Aim of the task :: Filter the entries for lines with the word "card".

Provided records ::
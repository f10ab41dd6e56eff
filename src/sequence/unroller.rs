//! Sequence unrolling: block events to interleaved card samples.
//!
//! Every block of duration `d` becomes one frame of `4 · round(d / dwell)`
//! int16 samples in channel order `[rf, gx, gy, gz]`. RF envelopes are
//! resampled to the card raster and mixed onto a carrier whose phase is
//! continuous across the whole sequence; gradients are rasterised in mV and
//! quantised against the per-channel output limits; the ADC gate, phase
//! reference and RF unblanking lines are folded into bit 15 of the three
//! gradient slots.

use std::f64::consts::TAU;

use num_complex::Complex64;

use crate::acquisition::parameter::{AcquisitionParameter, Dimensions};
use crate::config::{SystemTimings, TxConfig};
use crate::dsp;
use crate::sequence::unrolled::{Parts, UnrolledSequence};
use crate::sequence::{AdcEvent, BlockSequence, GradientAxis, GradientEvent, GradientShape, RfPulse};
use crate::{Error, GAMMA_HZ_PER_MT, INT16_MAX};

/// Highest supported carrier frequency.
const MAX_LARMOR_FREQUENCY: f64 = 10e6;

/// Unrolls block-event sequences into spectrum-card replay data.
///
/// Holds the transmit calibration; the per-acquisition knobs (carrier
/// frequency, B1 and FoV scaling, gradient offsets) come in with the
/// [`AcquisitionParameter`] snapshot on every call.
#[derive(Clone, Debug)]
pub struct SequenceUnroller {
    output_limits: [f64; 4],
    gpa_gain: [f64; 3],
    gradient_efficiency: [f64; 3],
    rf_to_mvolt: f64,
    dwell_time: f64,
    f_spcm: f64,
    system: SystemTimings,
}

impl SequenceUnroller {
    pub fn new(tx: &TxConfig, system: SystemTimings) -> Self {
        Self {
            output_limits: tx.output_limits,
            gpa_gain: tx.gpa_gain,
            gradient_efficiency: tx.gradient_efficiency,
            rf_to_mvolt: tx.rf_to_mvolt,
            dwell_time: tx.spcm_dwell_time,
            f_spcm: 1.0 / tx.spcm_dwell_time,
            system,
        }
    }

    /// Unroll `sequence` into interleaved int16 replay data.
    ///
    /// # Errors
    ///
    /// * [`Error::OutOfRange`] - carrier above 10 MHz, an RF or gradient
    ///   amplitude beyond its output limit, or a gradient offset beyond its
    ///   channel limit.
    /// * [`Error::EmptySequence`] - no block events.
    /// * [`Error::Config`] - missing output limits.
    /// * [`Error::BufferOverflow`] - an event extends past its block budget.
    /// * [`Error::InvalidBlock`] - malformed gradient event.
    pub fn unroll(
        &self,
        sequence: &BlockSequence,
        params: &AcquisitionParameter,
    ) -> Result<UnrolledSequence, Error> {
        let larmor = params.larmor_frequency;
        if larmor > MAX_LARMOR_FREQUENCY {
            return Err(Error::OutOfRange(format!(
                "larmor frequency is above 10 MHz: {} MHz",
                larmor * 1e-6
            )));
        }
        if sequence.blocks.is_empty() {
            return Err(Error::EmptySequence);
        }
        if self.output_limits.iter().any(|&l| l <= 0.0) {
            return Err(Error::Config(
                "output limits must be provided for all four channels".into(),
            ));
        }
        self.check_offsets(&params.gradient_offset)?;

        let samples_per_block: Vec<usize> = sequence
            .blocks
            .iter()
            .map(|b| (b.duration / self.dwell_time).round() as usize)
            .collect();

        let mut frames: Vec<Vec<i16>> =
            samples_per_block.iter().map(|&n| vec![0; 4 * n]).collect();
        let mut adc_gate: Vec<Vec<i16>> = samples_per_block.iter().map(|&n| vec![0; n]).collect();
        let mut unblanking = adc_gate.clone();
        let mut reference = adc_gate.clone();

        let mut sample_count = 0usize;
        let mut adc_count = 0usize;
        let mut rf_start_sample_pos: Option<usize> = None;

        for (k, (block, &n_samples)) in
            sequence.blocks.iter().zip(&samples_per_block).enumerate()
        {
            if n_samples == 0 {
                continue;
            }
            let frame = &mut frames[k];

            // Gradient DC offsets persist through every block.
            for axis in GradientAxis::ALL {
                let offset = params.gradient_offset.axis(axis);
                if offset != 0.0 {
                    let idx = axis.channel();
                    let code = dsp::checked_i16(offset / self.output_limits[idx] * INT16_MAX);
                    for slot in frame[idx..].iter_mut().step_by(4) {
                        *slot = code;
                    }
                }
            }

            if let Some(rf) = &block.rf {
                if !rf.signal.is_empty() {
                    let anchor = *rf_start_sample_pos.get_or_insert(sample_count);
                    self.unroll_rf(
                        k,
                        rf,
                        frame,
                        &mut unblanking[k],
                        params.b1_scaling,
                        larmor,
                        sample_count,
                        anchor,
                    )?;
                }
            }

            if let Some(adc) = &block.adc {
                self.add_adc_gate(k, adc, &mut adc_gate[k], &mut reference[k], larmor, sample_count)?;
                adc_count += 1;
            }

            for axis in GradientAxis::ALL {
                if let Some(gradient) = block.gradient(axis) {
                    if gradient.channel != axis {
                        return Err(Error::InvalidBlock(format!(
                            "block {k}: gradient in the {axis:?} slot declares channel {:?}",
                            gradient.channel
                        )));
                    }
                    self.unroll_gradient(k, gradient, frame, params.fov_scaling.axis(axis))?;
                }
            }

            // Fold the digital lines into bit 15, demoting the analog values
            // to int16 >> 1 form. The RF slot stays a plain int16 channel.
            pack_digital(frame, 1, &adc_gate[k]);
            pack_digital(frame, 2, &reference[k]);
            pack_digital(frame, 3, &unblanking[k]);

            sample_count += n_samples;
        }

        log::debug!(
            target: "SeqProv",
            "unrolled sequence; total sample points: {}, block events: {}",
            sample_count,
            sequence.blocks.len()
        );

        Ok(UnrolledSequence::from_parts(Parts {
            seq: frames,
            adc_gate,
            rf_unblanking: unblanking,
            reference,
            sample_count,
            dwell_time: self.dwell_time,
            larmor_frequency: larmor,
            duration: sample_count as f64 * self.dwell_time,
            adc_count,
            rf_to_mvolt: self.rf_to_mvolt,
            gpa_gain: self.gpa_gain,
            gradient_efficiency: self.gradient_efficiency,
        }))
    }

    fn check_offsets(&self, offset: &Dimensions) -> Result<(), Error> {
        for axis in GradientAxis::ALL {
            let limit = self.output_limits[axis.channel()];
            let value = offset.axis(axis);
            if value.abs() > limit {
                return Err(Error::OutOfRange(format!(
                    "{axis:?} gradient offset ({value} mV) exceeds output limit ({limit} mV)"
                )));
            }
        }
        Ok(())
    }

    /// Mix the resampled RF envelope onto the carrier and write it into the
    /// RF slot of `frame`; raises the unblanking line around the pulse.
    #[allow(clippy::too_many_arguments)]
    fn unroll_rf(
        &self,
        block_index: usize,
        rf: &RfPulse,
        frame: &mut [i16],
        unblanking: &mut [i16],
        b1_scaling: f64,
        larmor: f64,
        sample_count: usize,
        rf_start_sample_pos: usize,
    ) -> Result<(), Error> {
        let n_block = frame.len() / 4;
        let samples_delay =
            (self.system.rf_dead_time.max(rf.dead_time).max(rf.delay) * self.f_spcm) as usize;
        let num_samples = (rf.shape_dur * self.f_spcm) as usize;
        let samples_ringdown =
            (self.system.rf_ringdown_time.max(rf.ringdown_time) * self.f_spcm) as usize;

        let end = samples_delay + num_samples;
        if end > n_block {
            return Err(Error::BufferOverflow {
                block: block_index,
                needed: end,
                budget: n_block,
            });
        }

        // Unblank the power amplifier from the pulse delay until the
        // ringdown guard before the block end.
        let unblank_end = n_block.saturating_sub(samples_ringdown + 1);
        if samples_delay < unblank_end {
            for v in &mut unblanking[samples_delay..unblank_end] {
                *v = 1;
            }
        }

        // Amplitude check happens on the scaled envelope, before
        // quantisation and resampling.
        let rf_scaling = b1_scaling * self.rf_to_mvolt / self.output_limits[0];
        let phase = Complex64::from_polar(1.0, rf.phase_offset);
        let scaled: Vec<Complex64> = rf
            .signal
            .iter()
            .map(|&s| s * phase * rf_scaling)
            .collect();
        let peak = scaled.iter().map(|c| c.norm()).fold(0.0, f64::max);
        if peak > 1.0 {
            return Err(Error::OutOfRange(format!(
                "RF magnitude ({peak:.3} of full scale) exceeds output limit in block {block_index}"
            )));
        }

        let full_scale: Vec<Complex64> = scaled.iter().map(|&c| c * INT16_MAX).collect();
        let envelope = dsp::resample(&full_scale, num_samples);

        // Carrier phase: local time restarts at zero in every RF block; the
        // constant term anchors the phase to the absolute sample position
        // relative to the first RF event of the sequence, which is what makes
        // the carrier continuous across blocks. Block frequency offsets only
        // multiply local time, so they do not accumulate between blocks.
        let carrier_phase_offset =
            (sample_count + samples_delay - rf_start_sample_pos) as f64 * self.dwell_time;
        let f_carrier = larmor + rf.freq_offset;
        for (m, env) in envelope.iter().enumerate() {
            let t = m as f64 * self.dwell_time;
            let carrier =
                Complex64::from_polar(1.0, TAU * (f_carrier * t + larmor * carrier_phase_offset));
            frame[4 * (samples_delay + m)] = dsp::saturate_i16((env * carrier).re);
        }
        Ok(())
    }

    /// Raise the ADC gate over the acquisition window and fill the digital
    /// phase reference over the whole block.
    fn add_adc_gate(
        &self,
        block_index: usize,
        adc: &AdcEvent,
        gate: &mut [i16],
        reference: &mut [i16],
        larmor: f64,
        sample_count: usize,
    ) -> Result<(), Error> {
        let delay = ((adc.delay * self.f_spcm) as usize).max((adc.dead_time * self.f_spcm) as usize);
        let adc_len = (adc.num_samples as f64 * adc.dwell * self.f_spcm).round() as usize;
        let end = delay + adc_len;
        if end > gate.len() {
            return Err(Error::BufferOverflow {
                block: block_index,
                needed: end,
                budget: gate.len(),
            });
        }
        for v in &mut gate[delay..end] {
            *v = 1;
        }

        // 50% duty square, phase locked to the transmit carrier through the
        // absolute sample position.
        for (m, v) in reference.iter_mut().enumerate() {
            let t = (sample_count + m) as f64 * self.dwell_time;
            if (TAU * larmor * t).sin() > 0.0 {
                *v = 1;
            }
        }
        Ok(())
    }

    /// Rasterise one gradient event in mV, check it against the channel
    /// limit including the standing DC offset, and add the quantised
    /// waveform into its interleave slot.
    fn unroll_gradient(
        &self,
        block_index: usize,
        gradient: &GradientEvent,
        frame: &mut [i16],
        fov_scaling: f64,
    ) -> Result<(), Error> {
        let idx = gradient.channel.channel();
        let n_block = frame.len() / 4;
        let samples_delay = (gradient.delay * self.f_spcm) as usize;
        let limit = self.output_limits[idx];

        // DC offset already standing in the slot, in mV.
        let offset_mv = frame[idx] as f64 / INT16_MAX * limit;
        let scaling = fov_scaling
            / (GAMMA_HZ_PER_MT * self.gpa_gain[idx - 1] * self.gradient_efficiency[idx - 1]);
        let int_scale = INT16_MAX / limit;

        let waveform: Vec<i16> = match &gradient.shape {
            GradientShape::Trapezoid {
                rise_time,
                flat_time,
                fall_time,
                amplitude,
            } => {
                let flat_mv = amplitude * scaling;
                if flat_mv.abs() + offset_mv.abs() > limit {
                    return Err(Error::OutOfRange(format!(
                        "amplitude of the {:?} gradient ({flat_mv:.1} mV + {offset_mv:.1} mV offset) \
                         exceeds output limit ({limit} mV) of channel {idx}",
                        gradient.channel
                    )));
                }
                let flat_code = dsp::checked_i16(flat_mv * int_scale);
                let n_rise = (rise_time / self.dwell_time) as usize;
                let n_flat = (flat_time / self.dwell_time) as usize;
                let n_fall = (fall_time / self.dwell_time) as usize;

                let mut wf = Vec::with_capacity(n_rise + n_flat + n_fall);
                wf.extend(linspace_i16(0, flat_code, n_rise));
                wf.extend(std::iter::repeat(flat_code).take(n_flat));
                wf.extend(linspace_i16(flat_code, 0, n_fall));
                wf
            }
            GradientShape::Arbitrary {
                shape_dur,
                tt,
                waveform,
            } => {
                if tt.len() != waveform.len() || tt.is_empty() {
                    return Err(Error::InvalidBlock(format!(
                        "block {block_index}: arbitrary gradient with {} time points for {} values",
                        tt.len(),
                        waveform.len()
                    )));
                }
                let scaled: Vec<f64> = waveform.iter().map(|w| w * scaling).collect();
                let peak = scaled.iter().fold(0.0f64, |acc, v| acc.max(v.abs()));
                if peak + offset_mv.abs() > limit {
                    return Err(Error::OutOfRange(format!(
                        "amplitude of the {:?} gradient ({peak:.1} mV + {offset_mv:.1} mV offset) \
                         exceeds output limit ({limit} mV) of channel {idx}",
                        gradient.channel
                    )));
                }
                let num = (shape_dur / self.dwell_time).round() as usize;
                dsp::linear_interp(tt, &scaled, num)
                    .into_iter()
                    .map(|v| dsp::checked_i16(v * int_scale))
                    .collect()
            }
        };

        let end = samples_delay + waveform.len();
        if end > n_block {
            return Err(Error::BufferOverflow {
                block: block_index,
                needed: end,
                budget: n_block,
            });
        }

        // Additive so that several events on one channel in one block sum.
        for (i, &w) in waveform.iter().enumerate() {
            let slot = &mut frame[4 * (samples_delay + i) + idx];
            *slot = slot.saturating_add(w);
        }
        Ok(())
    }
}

Written answer ::
//! Sequence unrolling: block events to interleaved card samples.
//! resampled to the card raster and mixed onto a carrier whose phase is
/// Unrolls block-event sequences into spectrum-card replay data.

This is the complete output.